We've set Column to take all the available space and added several Text functions as children composables. This time, we specified a verticalArrangement of SpaceEvenly so that children are spread out equally within the parent, but we also made sure they are centered horizontally by passing a CenterHorizontally alignment as horizontalAlignment:

Figure 1.18 – Exploring the Column composable

Figure 1.18 – Exploring the Column composable

Similar to Row, the essential arguments for a Column are also related to how children are arranged or aligned. This time, though, the arrangement is vertical instead of horizontal, and the alignment is horizontal instead of vertical:

  • verticalArrangement defines how the children are vertically positioned within the parent Column. The values are the same as the row's horizontalArrangement.
  • horizontalAlignment defines how the children are aligned within the parent Column. Apart from Alignment.CenterHorizontally, you can pass Start or End.

    Note

    If you're feeling brave, this is a great time for you to explore different alignments and arrangements and see how the UI changes. Make sure that you preview your composable functions with the @Preview annotation.

Box

So far, we've learned how to arrange children horizontally and vertically, but what if we want to place them on top of each other? The Box composable comes to our rescue as it allows us to stack children composables. Box also allows us to position the children relatively to it.

Let's try to build our own Floating Action Button (FAB) with the help of Box. We will stack two composables inside Box:

  • One green circle, which will be created with the help of Surface.

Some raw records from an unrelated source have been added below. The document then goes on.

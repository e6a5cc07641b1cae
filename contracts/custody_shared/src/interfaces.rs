//! Cross-contract interfaces. Each contract implementing one of these exposes
//! functions with exactly these signatures.

use soroban_sdk::{contractclient, Address, Env, String};

use crate::{Error, OperationType};

/// Fee quote source consumed by the fee orchestrator.
#[contractclient(name = "FeeRateClient")]
pub trait FeeRateInterface {
    fn calculate_fee(env: Env, operation: OperationType, amount: i128) -> Result<i128, Error>;
}

/// Receipt side of the treasury, consumed by the fee orchestrator.
#[contractclient(name = "TreasuryLedgerClient")]
pub trait TreasuryLedgerInterface {
    fn deposit(
        env: Env,
        from: Address,
        asset: Address,
        amount: i128,
        memo: String,
    ) -> Result<(), Error>;

    fn get_native_asset(env: Env) -> Result<Address, Error>;

    fn get_balance(env: Env, asset: Address) -> i128;
}
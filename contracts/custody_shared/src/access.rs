//! Capability relation (account × capability → granted).
//!
//! Every custody contract keeps its own assignments under
//! `SharedKey::Role` in instance storage and mutates them only through
//! `grant_capability`, `revoke_capability` and `renounce_capability`.

use soroban_sdk::{contracttype, Address, Env, Symbol};

use crate::{Capability, Error};

#[contracttype]
pub enum SharedKey {
    /// (capability, account) -> true
    Role(Capability, Address),
    /// Reentrancy guard state.
    Guard,
}

pub fn has_capability(e: &Env, account: &Address, capability: Capability) -> bool {
    e.storage()
        .instance()
        .get(&SharedKey::Role(capability, account.clone()))
        .unwrap_or(false)
}

/// Bootstrap grant used by `initialize`. Emits the same record as `grant_capability`.
pub fn assign(e: &Env, account: &Address, capability: Capability) {
    e.storage()
        .instance()
        .set(&SharedKey::Role(capability, account.clone()), &true);
    e.events().publish(
        (Symbol::new(e, "capability_granted"), capability),
        account.clone(),
    );
}

/// Authenticates `account` and checks it holds `capability`.
pub fn require_capability(e: &Env, account: &Address, capability: Capability) -> Result<(), Error> {
    account.require_auth();
    if !has_capability(e, account, capability) {
        return Err(Error::Unauthorized);
    }
    Ok(())
}

/// Authenticates `account` and checks it holds at least one of `capabilities`.
pub fn require_any_capability(
    e: &Env,
    account: &Address,
    capabilities: &[Capability],
) -> Result<(), Error> {
    account.require_auth();
    if capabilities
        .iter()
        .any(|capability| has_capability(e, account, *capability))
    {
        Ok(())
    } else {
        Err(Error::Unauthorized)
    }
}

/// Grant `capability` to `account`. `granter` must hold `Admin`. Granting a
/// capability the account already holds is a no-op.
pub fn grant_capability(
    e: &Env,
    granter: &Address,
    account: &Address,
    capability: Capability,
) -> Result<(), Error> {
    require_capability(e, granter, Capability::Admin)?;
    if has_capability(e, account, capability) {
        return Ok(());
    }
    assign(e, account, capability);
    Ok(())
}

/// Revoke `capability` from `account`. `revoker` must hold `Admin`.
pub fn revoke_capability(
    e: &Env,
    revoker: &Address,
    account: &Address,
    capability: Capability,
) -> Result<(), Error> {
    require_capability(e, revoker, Capability::Admin)?;
    if !has_capability(e, account, capability) {
        return Ok(());
    }
    e.storage()
        .instance()
        .remove(&SharedKey::Role(capability, account.clone()));
    e.events().publish(
        (Symbol::new(e, "capability_revoked"), capability),
        (account.clone(), revoker.clone()),
    );
    Ok(())
}

/// Self-service drop of a capability held by `account`.
pub fn renounce_capability(e: &Env, account: &Address, capability: Capability) -> Result<(), Error> {
    account.require_auth();
    if !has_capability(e, account, capability) {
        return Ok(());
    }
    e.storage()
        .instance()
        .remove(&SharedKey::Role(capability, account.clone()));
    e.events().publish(
        (Symbol::new(e, "capability_renounced"), capability),
        account.clone(),
    );
    Ok(())
}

The Surface composable allows you to easily define a material surface with a certain shape, background, or elevation.
  • One plus sign (+) added as text inside the Text composable, which is aligned in the center of its parent Box.

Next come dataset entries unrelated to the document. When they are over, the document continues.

//! Capability relation and reentrancy guard, exercised inside a bare contract.

#![cfg(test)]

use crate::access::{
    assign, grant_capability, has_capability, renounce_capability, require_any_capability,
    revoke_capability,
};
use crate::guard::{self, GuardState};
use crate::{Capability, Error};
use soroban_sdk::testutils::Address as _;
use soroban_sdk::{Address, Env};

mod harness {
    use soroban_sdk::{contract, contractimpl, Env};

    #[contract]
    pub struct AccessHarness;

    #[contractimpl]
    impl AccessHarness {
        pub fn version(_e: Env) -> u32 {
            1
        }
    }
}

fn setup(e: &Env) -> (Address, Address) {
    e.mock_all_auths();
    let id = e.register(harness::AccessHarness, ());
    let admin = Address::generate(e);
    e.as_contract(&id, || assign(e, &admin, Capability::Admin));
    (id, admin)
}

#[test]
fn test_admin_grants_and_revokes() {
    let e = Env::default();
    let (id, admin) = setup(&e);
    let setter = Address::generate(&e);
    e.as_contract(&id, || {
        assert!(!has_capability(&e, &setter, Capability::ParameterSetter));
        grant_capability(&e, &admin, &setter, Capability::ParameterSetter).unwrap();
    });
    e.as_contract(&id, || {
        assert!(has_capability(&e, &setter, Capability::ParameterSetter));
        assert!(!has_capability(&e, &setter, Capability::Admin));
        revoke_capability(&e, &admin, &setter, Capability::ParameterSetter).unwrap();
    });
    e.as_contract(&id, || {
        assert!(!has_capability(&e, &setter, Capability::ParameterSetter));
    });
}

#[test]
fn test_grant_requires_admin() {
    let e = Env::default();
    let (id, _admin) = setup(&e);
    let stranger = Address::generate(&e);
    e.as_contract(&id, || {
        assert_eq!(
            grant_capability(&e, &stranger, &stranger, Capability::Admin),
            Err(Error::Unauthorized)
        );
        assert!(!has_capability(&e, &stranger, Capability::Admin));
    });
}

#[test]
fn test_revoke_requires_admin() {
    let e = Env::default();
    let (id, admin) = setup(&e);
    let stranger = Address::generate(&e);
    e.as_contract(&id, || {
        assert_eq!(
            revoke_capability(&e, &stranger, &admin, Capability::Admin),
            Err(Error::Unauthorized)
        );
        assert!(has_capability(&e, &admin, Capability::Admin));
    });
}

#[test]
fn test_renounce_drops_only_own_capability() {
    let e = Env::default();
    let (id, admin) = setup(&e);
    let manager = Address::generate(&e);
    e.as_contract(&id, || {
        grant_capability(&e, &admin, &manager, Capability::FundManager).unwrap();
    });
    e.as_contract(&id, || {
        grant_capability(&e, &admin, &manager, Capability::FeeCollector).unwrap();
    });
    e.as_contract(&id, || {
        renounce_capability(&e, &manager, Capability::FundManager).unwrap();
        assert!(!has_capability(&e, &manager, Capability::FundManager));
        assert!(has_capability(&e, &manager, Capability::FeeCollector));
    });
}

#[test]
fn test_require_any_capability() {
    let e = Env::default();
    let (id, admin) = setup(&e);
    let manager = Address::generate(&e);
    let stranger = Address::generate(&e);
    let tighteners = [Capability::Admin, Capability::FundManager];
    e.as_contract(&id, || {
        grant_capability(&e, &admin, &manager, Capability::FundManager).unwrap();
    });
    e.as_contract(&id, || {
        assert_eq!(require_any_capability(&e, &admin, &tighteners), Ok(()));
    });
    e.as_contract(&id, || {
        assert_eq!(require_any_capability(&e, &manager, &tighteners), Ok(()));
    });
    e.as_contract(&id, || {
        assert_eq!(
            require_any_capability(&e, &stranger, &tighteners),
            Err(Error::Unauthorized)
        );
    });
}

#[test]
fn test_guard_rejects_nested_entry() {
    let e = Env::default();
    let (id, _admin) = setup(&e);
    e.as_contract(&id, || {
        assert_eq!(guard::state(&e), GuardState::Idle);
        guard::enter(&e).unwrap();
        assert_eq!(guard::enter(&e), Err(Error::ReentrantCall));
        guard::exit(&e);
        assert!(!guard::is_entered(&e));
    });
}

#[test]
fn test_non_reentrant_releases_on_error() {
    let e = Env::default();
    let (id, _admin) = setup(&e);
    e.as_contract(&id, || {
        let result: Result<(), Error> = guard::non_reentrant(&e, || {
            assert!(guard::is_entered(&e));
            Err(Error::InsufficientBalance)
        });
        assert_eq!(result, Err(Error::InsufficientBalance));
        assert!(!guard::is_entered(&e));
    });
}

#[test]
fn test_non_reentrant_nested_body_fails() {
    let e = Env::default();
    let (id, _admin) = setup(&e);
    e.as_contract(&id, || {
        let outer = guard::non_reentrant(&e, || guard::non_reentrant(&e, || Ok(7_u32)));
        assert_eq!(outer, Err(Error::ReentrantCall));
        assert!(!guard::is_entered(&e));
    });
}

This is what the code will look like:

@Composable
fun MyFloatingActionButton() {
   Box {
       Surface(
           modifier = Modifier.size(32.dp),
           color = Color.Green,
           shape = CircleShape,
           content = { })
       Text(text = "+",
            modifier = Modifier.align(Alignment.Center))
   }
}

The Surface composable is defined with a mandatory content parameter that accepts another composable as its inner content. We don't want to add a composable inside of it. Instead, we want to stack a Text composable on top of it, so we passed an empty function to the content parameter.

The result is similar to the FAB we are all used to:

Figure 1.19 – Exploring the Box composable

Figure 1.19 – Exploring the Box composable

To take advantage of Box, you must keep the following in mind:

  • The order in which composables are added within Box defines the order in which they are painted and stacked on top of each other. If you switch the order of Surface and Text, the + icon will be painted beneath the green circle making it invisible.
  • You can align the children composables relative to the Box parent by passing different values for each of the child's alignment modifiers. That's why, apart from Alignment.Center, you can also position children composables with CenterStart, CenterEnd, TopStart, TopCenter, TopEnd, BottomStart, BottomEnd, or BottomCenter.

Now that we covered the basics, it's time to roll up our sleeves and create our first Compose project!